─── Exercise materials ───
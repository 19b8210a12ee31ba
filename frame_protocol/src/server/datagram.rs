// SPDX-License-Identifier: BSD-3-Clause
// Copyright 2025. Triad National Security, LLC.

//! Datagram endpoints.
//!
//! The same frame format over UDP. Datagram boundaries are preserved by
//! the transport, so there is no ring and no reassembly: every datagram
//! carries one or more whole frames, and anything that fails to parse is
//! dropped with the rest of the datagram. Delivery is not guaranteed and
//! not retried; that is the transport's nature, not the runtime's job.
//!
//! Peers are keyed by sender address, with the same CONNECT/DISCONNECT/
//! PING semantics as the stream server. The receive loops run with a short
//! read timeout so a stop request is observed promptly.

use log::*;

use std::io;
use std::net::{SocketAddr, ToSocketAddrs, UdpSocket};
use std::sync::mpsc::{self, Receiver, SyncSender};
use std::sync::{Arc, Mutex};
use std::thread;
use std::time::Duration;

use crate::client::Inbound;
use crate::commands;
use crate::config::Config;
use crate::dispatch::{CommandError, DispatchTable, SubscriberId};
use crate::frame::{self, Mode, WireMessage};
use crate::peers::{Peer, PeerRegistry};
use crate::pool::ObjectPool;
use crate::reassembly::OwnedFrame;
use crate::router::{RequestHandle, Router};
use crate::state::{StateFlags, SEND};
use crate::workers;
use crate::{CommandId, DisconnectReason, PeerKey, SendError, USER_COMMAND_LIMIT};

use super::{ConnectedHook, DisconnectedHook, PeerFactory};

/// How long a blocked receive waits before re-checking the state bits.
const POLL_INTERVAL: Duration = Duration::from_millis(250);

/// Delivery context for datagram-server subscribers.
pub struct DatagramRemote<U> {
    key: PeerKey,
    addr: SocketAddr,
    response_id: u32,
    peer: Arc<Peer<U>>,
    socket: Arc<UdpSocket>,
    max_packet: u16,
}

impl<U> DatagramRemote<U> {
    pub fn key(&self) -> PeerKey {
        self.key
    }

    pub fn response_id(&self) -> u32 {
        self.response_id
    }

    pub fn peer(&self) -> &Peer<U> {
        &self.peer
    }

    /// Sends a frame back to the originating peer, preserving the inbound
    /// response id.
    pub fn reply(&self, command: CommandId, payload: &[u8]) -> Result<(), SendError> {
        if payload.len() > self.max_packet as usize {
            return Err(SendError::Invalid);
        }

        let buf = frame::serialize(command, payload, self.response_id, Mode::default())
            .map_err(|_| SendError::Invalid)?;

        match self.socket.send_to(&buf, self.addr) {
            Ok(_) => Ok(()),
            Err(e) => {
                warn!("reply to {} failed: {e}", self.key);
                Err(SendError::Socket)
            }
        }
    }

    pub fn reply_value<M: WireMessage>(&self, command: CommandId, value: &M) -> Result<(), SendError> {
        let mut payload = Vec::new();
        value.encode(&mut payload);
        self.reply(command, &payload)
    }
}
// SPDX-License-Identifier: BSD-3-Clause
// Copyright 2025. Triad National Security, LLC.

use clap::Parser;

use frame_protocol::server::{Remote, Server};
use frame_protocol::Config;

/// Command id the echo service answers on.
const ECHO: u16 = 42;

#[derive(Parser)]
struct Cli {
    #[arg(long, default_value_t = 4567)]
    port: u16,

    #[arg(long, default_value_t = 4096)]
    max_packet: u16,
}

fn main() {
    env_logger::init();
    let args = Cli::parse();

    let config = Config {
        max_packet_size: args.max_packet,
        ..Config::default()
    };

    let server: Server<()> = Server::with_config(config, |_key| Some(()));

    server
        .add_wire_command::<String>(ECHO)
        .expect("ECHO is a user command id");

    server
        .add_subscriber(ECHO, |remote: &Remote<()>, message: &String| {
            println!("{}: {message}", remote.key());
            let _ = remote.reply_value(ECHO, message);
        })
        .expect("ECHO was just registered");

    server.set_on_connected(|peer| println!("connected: {}", peer.key()));
    server.set_on_disconnected(|key, reason| println!("disconnected: {key} ({reason})"));

    if !server.run(args.port) {
        std::process::exit(1);
    }

    println!("echo server listening on port {}", args.port);

    loop {
        std::thread::sleep(std::time::Duration::from_secs(60));
    }
}
// SPDX-License-Identifier: BSD-3-Clause
// Copyright 2025. Triad National Security, LLC.

//! The wire format.
//!
//! A frame is a fixed 7-byte header, a payload, and an optional trailing
//! 4-byte response id:
//!
//! ```text
//! byte 0      flags: bits 0..2 encrypt mode, bits 3..5 compress mode,
//!             bit 6 response, bit 7 reserved (always 0)
//! bytes 1..4  little-endian u32, high half command id, low half length
//! bytes 5..6  little-endian u16 checksum over bytes 0..=4, bit 15 set
//! bytes 7..   `length` payload bytes, then a big-endian u32 response id
//!             iff the response flag is set
//! ```
//!
//! The checksum keeps bit 15 forced on, the same way a record mark keeps
//! its high bit: byte 6 of a valid header always has its top bit set while
//! byte 0 never does, which gives the reassembler two one-byte tests to
//! discard impossible frame starts cheaply.

use crate::pool::{self, PoolBuf};
use crate::CommandId;

use std::fmt;

pub const HEADER_LEN: usize = 7;
pub const RESPONSE_ID_LEN: usize = 4;

const FLAG_RESPONSE: u8 = 0x40;
const FLAG_RESERVED: u8 = 0x80;
const MODE_MASK: u8 = 0x07;
const CHECKSUM_MARKER: u16 = 0x8000;

/// Ways a frame can fail to parse or be produced.
#[derive(Debug, Clone, Copy, PartialEq, Eq)]
pub enum FrameError {
    /// Fewer bytes than the header (or the header's claim) requires.
    Truncated,

    /// The stored checksum does not match the header bytes.
    BadChecksum,

    /// The claimed payload length exceeds the configured maximum.
    Oversize,

    /// The reserved flag bit was set.
    ReservedBits,

    /// An encrypt or compress mode outside 0..=7 was requested.
    BadMode,
}

impl std::error::Error for FrameError {}

impl fmt::Display for FrameError {
    fn fmt(&self, f: &mut fmt::Formatter) -> fmt::Result {
        write!(
            f,
            "{}",
            match self {
                Self::Truncated => "frame truncated",
                Self::BadChecksum => "checksum mismatch",
                Self::Oversize => "payload length over the packet limit",
                Self::ReservedBits => "reserved flag bit set",
                Self::BadMode => "mode value out of range",
            }
        )
    }
}

/// Transform mode bits carried in the header. The runtime only routes
/// these; the transforms themselves are external.
#[derive(Debug, Clone, Copy, Default, PartialEq, Eq)]
pub struct Mode {
    pub encrypt: u8,
    pub compress: u8,
}

/// A parsed frame header.
#[derive(Debug, Clone, Copy, PartialEq, Eq)]
pub struct Header {
    pub encrypt_mode: u8,
    pub compress_mode: u8,
    pub has_response: bool,
    pub command: CommandId,
    pub length: u16,
    pub checksum: u16,
}

impl Header {
    /// Validates and parses raw header bytes. `max_packet` bounds the
    /// claimed payload length.
    pub fn parse(raw: &[u8; HEADER_LEN], max_packet: u16) -> Result<Header, FrameError> {
        let flags = raw[0];

        if flags & FLAG_RESERVED != 0 {
            return Err(FrameError::ReservedBits);
        }

        let stored = u16::from_le_bytes([raw[5], raw[6]]);
        if stored != checksum(&raw[..5]) {
            return Err(FrameError::BadChecksum);
        }

        let packed = u32::from_le_bytes([raw[1], raw[2], raw[3], raw[4]]);
        let length = (packed & 0xFFFF) as u16;

        if length > max_packet {
            return Err(FrameError::Oversize);
        }

        Ok(Header {
            encrypt_mode: flags & MODE_MASK,
            compress_mode: (flags >> 3) & MODE_MASK,
            has_response: flags & FLAG_RESPONSE != 0,
            command: (packed >> 16) as CommandId,
            length,
            checksum: stored,
        })
    }

    /// Total on-wire size of the frame this header describes.
    pub fn frame_len(&self) -> usize {
        HEADER_LEN
            + self.length as usize
            + if self.has_response { RESPONSE_ID_LEN } else { 0 }
    }
}

/// Fletcher-16 over the first five header bytes, with the marker bit
/// forced. Deterministic and stateless, so any observer can verify it.
pub fn checksum(prefix: &[u8]) -> u16 {
    let mut a: u16 = 0;
    let mut b: u16 = 0;

    for &byte in prefix {
        a = (a + byte as u16) % 255;
        b = (b + a) % 255;
    }

    (b << 8 | a) | CHECKSUM_MARKER
}

/// A frame borrowed out of a contiguous byte buffer.
#[derive(Debug, PartialEq, Eq)]
pub struct Frame<'a> {
    pub header: Header,
    pub payload: &'a [u8],

    /// Zero when the response flag was clear.
    pub response_id: u32,
}

/// Builds the wire form of a frame in a buffer rented from the pool. The
/// response flag is set iff `response_id` is non-zero. The caller's guard
/// returns the buffer when it drops, after the send completes or fails.
pub fn serialize(
    command: CommandId,
    payload: &[u8],
    response_id: u32,
    mode: Mode,
) -> Result<PoolBuf, FrameError> {
    if mode.encrypt > MODE_MASK || mode.compress > MODE_MASK {
        return Err(FrameError::BadMode);
    }

    let length = u16::try_from(payload.len()).map_err(|_| FrameError::Oversize)?;

    let total = HEADER_LEN
        + payload.len()
        + if response_id != 0 { RESPONSE_ID_LEN } else { 0 };
    let mut buf = pool::rent(total);

    let mut flags = mode.encrypt | mode.compress << 3;
    if response_id != 0 {
        flags |= FLAG_RESPONSE;
    }

    buf[0] = flags;

    let packed = (command as u32) << 16 | length as u32;
    buf[1..5].copy_from_slice(&packed.to_le_bytes());

    let sum = checksum(&buf[..5]);
    buf[5..7].copy_from_slice(&sum.to_le_bytes());

    buf[HEADER_LEN..HEADER_LEN + payload.len()].copy_from_slice(payload);

    if response_id != 0 {
        buf[HEADER_LEN + payload.len()..].copy_from_slice(&response_id.to_be_bytes());
    }

    Ok(buf)
}

/// Parses one whole frame out of `bytes`. The exact inverse of
/// [`serialize`]: header validation, then the payload slice, then the
/// trailing response id when the response flag is set. Trailing bytes
/// beyond the frame are ignored.
pub fn deserialize(bytes: &[u8], max_packet: u16) -> Result<Frame<'_>, FrameError> {
    if bytes.len() < HEADER_LEN {
        return Err(FrameError::Truncated);
    }

    let mut raw = [0u8; HEADER_LEN];
    raw.copy_from_slice(&bytes[..HEADER_LEN]);

    let header = Header::parse(&raw, max_packet)?;

    if bytes.len() < header.frame_len() {
        return Err(FrameError::Truncated);
    }

    let payload = &bytes[HEADER_LEN..HEADER_LEN + header.length as usize];

    let response_id = if header.has_response {
        let at = HEADER_LEN + header.length as usize;
        u32::from_be_bytes([bytes[at], bytes[at + 1], bytes[at + 2], bytes[at + 3]])
    } else {
        0
    };

    Ok(Frame {
        header,
        payload,
        response_id,
    })
}

/// Byte encoding for a user message type. The runtime never reflects over
/// values; each message type brings its own encoder and decoder pair.
pub trait WireMessage: Sized {
    fn encode(&self, out: &mut Vec<u8>);

    /// Returns None when the bytes do not form a valid message; the frame
    /// is then dropped without reaching subscribers.
    fn decode(bytes: &[u8]) -> Option<Self>;
}

impl WireMessage for Vec<u8> {
    fn encode(&self, out: &mut Vec<u8>) {
        out.extend_from_slice(self);
    }

    fn decode(bytes: &[u8]) -> Option<Self> {
        Some(bytes.to_vec())
    }
}

impl WireMessage for String {
    fn encode(&self, out: &mut Vec<u8>) {
        out.extend_from_slice(self.as_bytes());
    }

    fn decode(bytes: &[u8]) -> Option<Self> {
        String::from_utf8(bytes.to_vec()).ok()
    }
}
───
What the task asks: Up to and including the line with "reassembly: every datagram", print every line of the records from the start.

Answer space:
repository 19b8210a12ee31ba
filename frame_protocol/src/server/datagram.rs
// SPDX-License-Identifier: BSD-3-Clause
// Copyright 2025. Triad National Security, LLC.

//! Datagram endpoints.
//!
//! The same frame format over UDP. Datagram boundaries are preserved by
//! the transport, so there is no ring and no reassembly: every datagram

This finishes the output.